O exercício da jurisdição, por sua vez, é monopólio do Estado. O Estado monopolizou a jurisdição para que o indivíduo não possa agir com as próprias mãos.

CRÍTICAS AOS CONCEITOS CLÁSSICOS DE JURISDIÇÃO

O surgimento do Estado Liberal de Direito precisou frear os abusos e desmandos do absolutismo e do ancien regimen. A forma encontrada foi erigir o princípio da legalidade como fundamento da nova ordem.

A liberdade passou a ser vista como garantia máxima, para haver qualquer intromissão seria necessária uma lei aprovada com a cooperação da representação popular. O absolutismo do rei foi substituído pelo absolutismo do parlamento[5].

O direito passou a ser identificado pelo critério do princípio da legalidade, o direito estaria na norma jurídica, desde que produzida por uma autoridade dotada de competência normativa.

Chiovenda, mergulhado nas concepções acima, afirmou que o juiz atuava a vontade concreta da lei, o direito nada mais era do que a lei.

Carnelutti, bebendo da mesma fonte, afirmou que ao juiz cabia a justa composição da lide.

Como se pode ver, as teorias sobre jurisdição refletem valores e ideias da época em que são desenvolvidas, não são equivocas, mas não refletem os valores do Estado Constitucional de Direito. A assunção do Estado Constitucional deu novo conteúdo ao princípio da legalidade, hoje não se fala em superioridade da lei mais sim em superioridade da Constituição.

Nesse sentido afirma Marinoni:

É verdade que a norma individual, ou a sentença, outorga características ao caso, mas é impossível ignorar que na atualidade- diante do pluralismo da sociedade e da constante transformação dos fatos sociais-, é necessário muito mais do que isto, uma vez que a interpretação da lei, ou a norma formulada pelo juiz, depende do sentido do caso concreto.

Portanto, nenhuma dessas teorias responde aos valores do Estado constitucional.

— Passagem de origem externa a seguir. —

impl World {
    /// Creates an empty world on the default 40x40 grid.
    #[must_use]
    pub fn new() -> Self {
        let tile_grid = TileGrid::new(DEFAULT_GRID_COLUMNS, DEFAULT_GRID_ROWS, DEFAULT_TILE_LENGTH);
        let mut fog = FogField::default();
        fog.recompute(tile_grid.columns(), tile_grid.rows(), &[], DEFAULT_FOG_RADIUS);
        Self {
            banner: WELCOME_BANNER,
            occupancy: OccupancyGrid::new(tile_grid.columns(), tile_grid.rows()),
            tile_grid,
            rules: Rules::default(),
            units: Vec::new(),
            fog,
            fog_recomputations: 0,
            round: 1,
            next_unit_id: 0,
        }
    }

    fn unit_index(&self, unit: UnitId) -> Result<usize, ActionError> {
        self.units
            .iter()
            .position(|candidate| candidate.id == unit)
            .ok_or(ActionError::UnknownUnit { unit })
    }

    fn player_cells(&self) -> Vec<GridCoord> {
        self.units
            .iter()
            .filter(|unit| unit.faction == Faction::Player)
            .map(|unit| unit.cell)
            .collect()
    }

    fn refresh_fog(&mut self, out_events: &mut Vec<Event>) {
        let players = self.player_cells();
        self.fog.recompute(
            self.tile_grid.columns(),
            self.tile_grid.rows(),
            &players,
            self.rules.fog_radius,
        );
        self.fog_recomputations += 1;
        out_events.push(Event::FogRecomputed {
            visible_tiles: self.fog.visible_count(),
        });
    }

    fn ensure_vacant(&self, unit: Option<UnitId>, cell: GridCoord) -> Result<(), RejectionReason> {
        if !self.tile_grid.contains(cell) {
            return Err(out_of_bounds(&self.tile_grid, cell).into());
        }

        match self.occupancy.occupant(cell) {
            Some(occupant) if Some(occupant) != unit => {
                Err(ActionError::Occupied { cell, occupant }.into())
            }
            _ => Ok(()),
        }
    }

    fn relocate(&mut self, index: usize, to: GridCoord, out_events: &mut Vec<Event>) {
        let unit = &mut self.units[index];
        let from = unit.cell;
        self.occupancy.vacate(from);
        self.occupancy.occupy(unit.id, to);
        unit.cell = to;
        out_events.push(Event::UnitMoved {
            unit: unit.id,
            from,
            to,
        });
    }

    fn spawn(
        &mut self,
        faction: Faction,
        cell: GridCoord,
        attributes: Attributes,
        out_events: &mut Vec<Event>,
    ) -> Result<(), RejectionReason> {
        self.ensure_vacant(None, cell)?;

        let id = UnitId::new(self.next_unit_id);
        self.next_unit_id = self.next_unit_id.wrapping_add(1);
        self.units.push(Unit {
            id,
            faction,
            cell,
            vitals: Vitals::fresh(),
            attributes,
            equipment: Equipment::empty(),
            flags: RoundFlags::default(),
        });
        self.occupancy.occupy(id, cell);
        out_events.push(Event::UnitSpawned {
            unit: id,
            faction,
            cell,
        });
        self.refresh_fog(out_events);
        Ok(())
    }

    fn move_unit(
        &mut self,
        unit: UnitId,
        to: GridCoord,
        out_events: &mut Vec<Event>,
    ) -> Result<(), RejectionReason> {
        let index = self.unit_index(unit)?;
        let mover = &self.units[index];
        if mover.faction != Faction::Player {
            return Err(ActionError::NotPlayerUnit { unit }.into());
        }
        if mover.flags.has_moved {
            return Err(ActionError::AlreadyMoved { unit }.into());
        }
        if mover.flags.has_acted {
            return Err(ActionError::AlreadyActed { unit }.into());
        }

        self.ensure_vacant(Some(unit), to)?;

        let from = mover.cell;
        let distance = from.manhattan_distance(to);
        if distance > self.rules.move_range {
            return Err(ActionError::OutOfRange {
                from,
                to,
                distance,
                range: self.rules.move_range,
            }
            .into());
        }

        self.relocate(index, to, out_events);
        let flags = &mut self.units[index].flags;
        flags.has_moved = true;
        flags.has_acted = true;
        out_events.push(Event::UnitActed {
            unit,
            action: ActionKind::Move,
        });
        self.refresh_fog(out_events);
        Ok(())
    }

    fn step_unit(
        &mut self,
        unit: UnitId,
        direction: Direction,
        out_events: &mut Vec<Event>,
    ) -> Result<(), RejectionReason> {
        let index = self.unit_index(unit)?;
        let stepper = &self.units[index];
        if stepper.faction != Faction::Enemy {
            return Err(ActionError::NotEnemyUnit { unit }.into());
        }

        let from = stepper.cell;
        let to = from
            .step(direction, self.tile_grid.columns(), self.tile_grid.rows())
            .ok_or_else(|| {
                let (column, row) = signed_neighbour(from, direction);
                GridError::OutOfBounds {
                    column,
                    row,
                    columns: self.tile_grid.columns(),
                    rows: self.tile_grid.rows(),
                }
            })?;
        self.ensure_vacant(Some(unit), to)?;

        self.relocate(index, to, out_events);
        self.refresh_fog(out_events);
        Ok(())
    }

    fn attack(
        &mut self,
        attacker: UnitId,
        target: UnitId,
        damage: u32,
        out_events: &mut Vec<Event>,
    ) -> Result<(), RejectionReason> {
        let attacker_index = self.unit_index(attacker)?;
        let target_index = self.unit_index(target)?;
        let source = &self.units[attacker_index];
        let victim = &self.units[target_index];

        if source.faction == victim.faction {
            return Err(ActionError::SameFaction { attacker, target }.into());
        }
        if source.faction == Faction::Player && source.flags.has_acted {
            return Err(ActionError::AlreadyActed { unit: attacker }.into());
        }

        let range = match source.faction {
            Faction::Player => self.rules.attack_range,
            Faction::Enemy => ENEMY_ATTACK_RANGE,
        };
        let distance = source.cell.manhattan_distance(victim.cell);
        if distance > range {
            return Err(ActionError::OutOfRange {
                from: source.cell,
                to: victim.cell,
                distance,
                range,
            }
            .into());
        }

        let attacker_faction = source.faction;
        let victim = &mut self.units[target_index];
        victim.vitals.health = victim.vitals.health.saturating_sub(damage);
        let health_after = victim.vitals.health;
        let survived = victim.vitals.is_alive();
        out_events.push(Event::UnitDamaged {
            unit: target,
            attacker,
            damage,
            health_after,
        });

        if attacker_faction == Faction::Player {
            self.units[attacker_index].flags.has_acted = true;
            out_events.push(Event::UnitActed {
                unit: attacker,
                action: ActionKind::Attack,
            });
        }

        if !survived {
            let fallen = self.units.remove(target_index);
            self.occupancy.vacate(fallen.cell);
            debug!(unit = %fallen.id, cell = %fallen.cell, "unit removed");
            out_events.push(Event::UnitDied {
                unit: fallen.id,
                faction: fallen.faction,
                cell: fallen.cell,
            });
            self.refresh_fog(out_events);
        }

        Ok(())
    }

    fn end_action(
        &mut self,
        unit: UnitId,
        action: ActionKind,
        out_events: &mut Vec<Event>,
    ) -> Result<(), RejectionReason> {
        let index = self.unit_index(unit)?;
        let actor = &mut self.units[index];
        if actor.faction != Faction::Player {
            return Err(ActionError::NotPlayerUnit { unit }.into());
        }
        if matches!(action, ActionKind::Move | ActionKind::Attack) {
            return Err(ActionError::NeedsTarget { action }.into());
        }
        if actor.flags.has_acted {
            return Err(ActionError::AlreadyActed { unit }.into());
        }

        actor.flags.has_acted = true;
        out_events.push(Event::UnitActed { unit, action });
        Ok(())
    }

    fn advance_round(&mut self, out_events: &mut Vec<Event>) {
        self.round = self.round.saturating_add(1);
        for unit in &mut self.units {
            unit.flags = RoundFlags::default();
        }
        out_events.push(Event::RoundAdvanced { round: self.round });
        self.refresh_fog(out_events);
    }
}
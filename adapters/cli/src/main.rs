#![deny(
    unsafe_code,
    missing_docs,
    dead_code,
    unused_results,
    non_snake_case,
    unreachable_pub
)]

//! Command-line adapter that boots a Fog Tactics scene.

mod config;
mod headless;
mod scene;

use std::path::PathBuf;

use anyhow::{Context, Result};
use clap::{Parser, ValueEnum};
use fog_tactics_rendering::{Color, Presentation, RenderingBackend, Scene, TileGridPresentation};
use fog_tactics_rendering_macroquad::{MacroquadBackend, CONTROL_PANEL_WIDTH};
use fog_tactics_system_bootstrap::Bootstrap;
use fog_tactics_system_combat::CombatResolver;
use fog_tactics_system_turn::{TurnController, TurnRules};
use glam::Vec2;
use tracing::info;
use tracing_subscriber::{fmt, EnvFilter};

use self::{config::Overrides, scene::SceneDriver};

const DEFAULT_LOG_FILTER: &str = "fog_tactics=info";

/// Initial window size assumed when centring the camera.
const INITIAL_VIEWPORT: Vec2 = Vec2::new(1200.0 - CONTROL_PANEL_WIDTH, 900.0);

#[derive(Clone, Copy, Debug, PartialEq, Eq, ValueEnum)]
enum Toggle {
    On,
    Off,
}

#[derive(Debug, Parser)]
#[command(name = "fog-tactics", about = "Turn-based tactics under fog of war", version)]
struct Cli {
    /// TOML file with scene parameters.
    #[arg(long)]
    config: Option<PathBuf>,

    /// Seed for enemy placement and attribute rolls.
    #[arg(long)]
    seed: Option<u64>,

    /// Number of enemies to spawn.
    #[arg(long)]
    enemies: Option<u32>,

    /// Manhattan radius revealed around each player unit.
    #[arg(long)]
    fog_radius: Option<u32>,

    /// Synchronise presentation with the display refresh rate.
    #[arg(long, value_enum, default_value = "on")]
    vsync: Toggle,

    /// Log the frame rate once per second.
    #[arg(long)]
    show_fps: bool,

    /// Run this many enemy rounds without opening a window.
    #[arg(long, value_name = "N")]
    headless_rounds: Option<u32>,
}

/// Entry point for the Fog Tactics command-line interface.
fn main() -> Result<()> {
    let cli = Cli::parse();

    let filter = EnvFilter::try_from_default_env()
        .unwrap_or_else(|_| EnvFilter::new(DEFAULT_LOG_FILTER));
    fmt().with_env_filter(filter).with_target(false).init();

    let config = config::load(
        cli.config.as_deref(),
        Overrides {
            seed: cli.seed,
            enemies: cli.enemies,
            fog_radius: cli.fog_radius,
        },
    )?;

    let rules = TurnRules::from_config(&config);
    let combat = CombatResolver::new(config.player_damage, config.enemy_damage);
    let bootstrap = Bootstrap::new(config);
    let (world, _) = bootstrap.build_world();
    info!("{}", bootstrap.welcome_banner(&world));

    let tile_grid = TileGridPresentation::from_tile_grid(
        bootstrap.tile_grid(&world),
        Color::from_rgb_u8(0x1f, 0x2b, 0x22),
    )
    .context("failed to describe the tile grid")?;
    let mut controller = TurnController::new(world, rules, combat);

    if let Some(rounds) = cli.headless_rounds {
        let _ = headless::run(&mut controller, rounds);
        return Ok(());
    }

    let mut driver = SceneDriver::new(controller);
    let mut scene = Scene::new(tile_grid);
    driver.populate(&mut scene);
    let start = driver
        .first_player()
        .and_then(|id| scene.unit(id))
        .map(|unit| tile_grid.tile_center(unit.cell));
    if let Some(center) = start {
        scene.camera.center_on(center, INITIAL_VIEWPORT);
    }

    let presentation = Presentation::new(
        "Fog Tactics",
        Color::from_rgb_u8(0x12, 0x14, 0x18),
        scene,
    );
    MacroquadBackend::new()
        .with_vsync(cli.vsync == Toggle::On)
        .with_show_fps(cli.show_fps)
        .run(presentation, move |dt, input, scene| driver.update(dt, input, scene))
        .context("rendering backend failed")
}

Não só porque ambas são escravas do princípio da supremacia da lei, mas também porque as duas negam lugar à compreensão do caso concreto no raciocínio decisório, isto é, no raciocínio que leva à prestação jurisdiciona[6]l.

  Diante do Estado Constitucional de Direito, onde a constituição e os direitos fundamentais tem supremacia no ordenamento jurídico desenvolve Marinoni uma nova concepção a respeito do que seja jurisdição:

O Estado constitucional inverteu os papéis da lei e da Constituição, deixando claro que a legislação deve ser compreendida a partir dos princípios constitucionais de justiça e dos direitos fundamentais. Expressão concreta disso são os deveres de o juiz interpretar a lei de acordo com a Constituição, de controlar a constitucionalidade da lei, especialmente atribuindo-lhe adequado sentido para evitar a declaração de inconstitucionalidade, e de suprir a omissão legal que impede a proteção de um direito fundamental. Isso para não falar do dever, também atribuído à jurisdição pelo constitucionalismo contemporâneo, de tutelar os direitos fundamentais que se chocam no caso concreto.

Não a dúvida de que a jurisdição, atualmente, tem a função de tutelar(ou proteger) os direitos, especialmente os fundamentais[7].

A prestação jurisdicional

 

Como administrador, o Estado toma para si a responsabilidade de “fazer” justiça, controlando, regrando e determinando como será a prestação jurisdicional. Assim, retirando a atividade administrativa das mãos do administrado, tutela a prestação jurisdicional sobre direitos ameaçados ou efetivamente violados.

A prestação jurisdicional não se dá somente com o fornecimento da sentença, sendo esta parte de todo um conjunto, que não apenas dita o direito, ou corrige sua violação, mas é também responsável por fornecer meios de garantia.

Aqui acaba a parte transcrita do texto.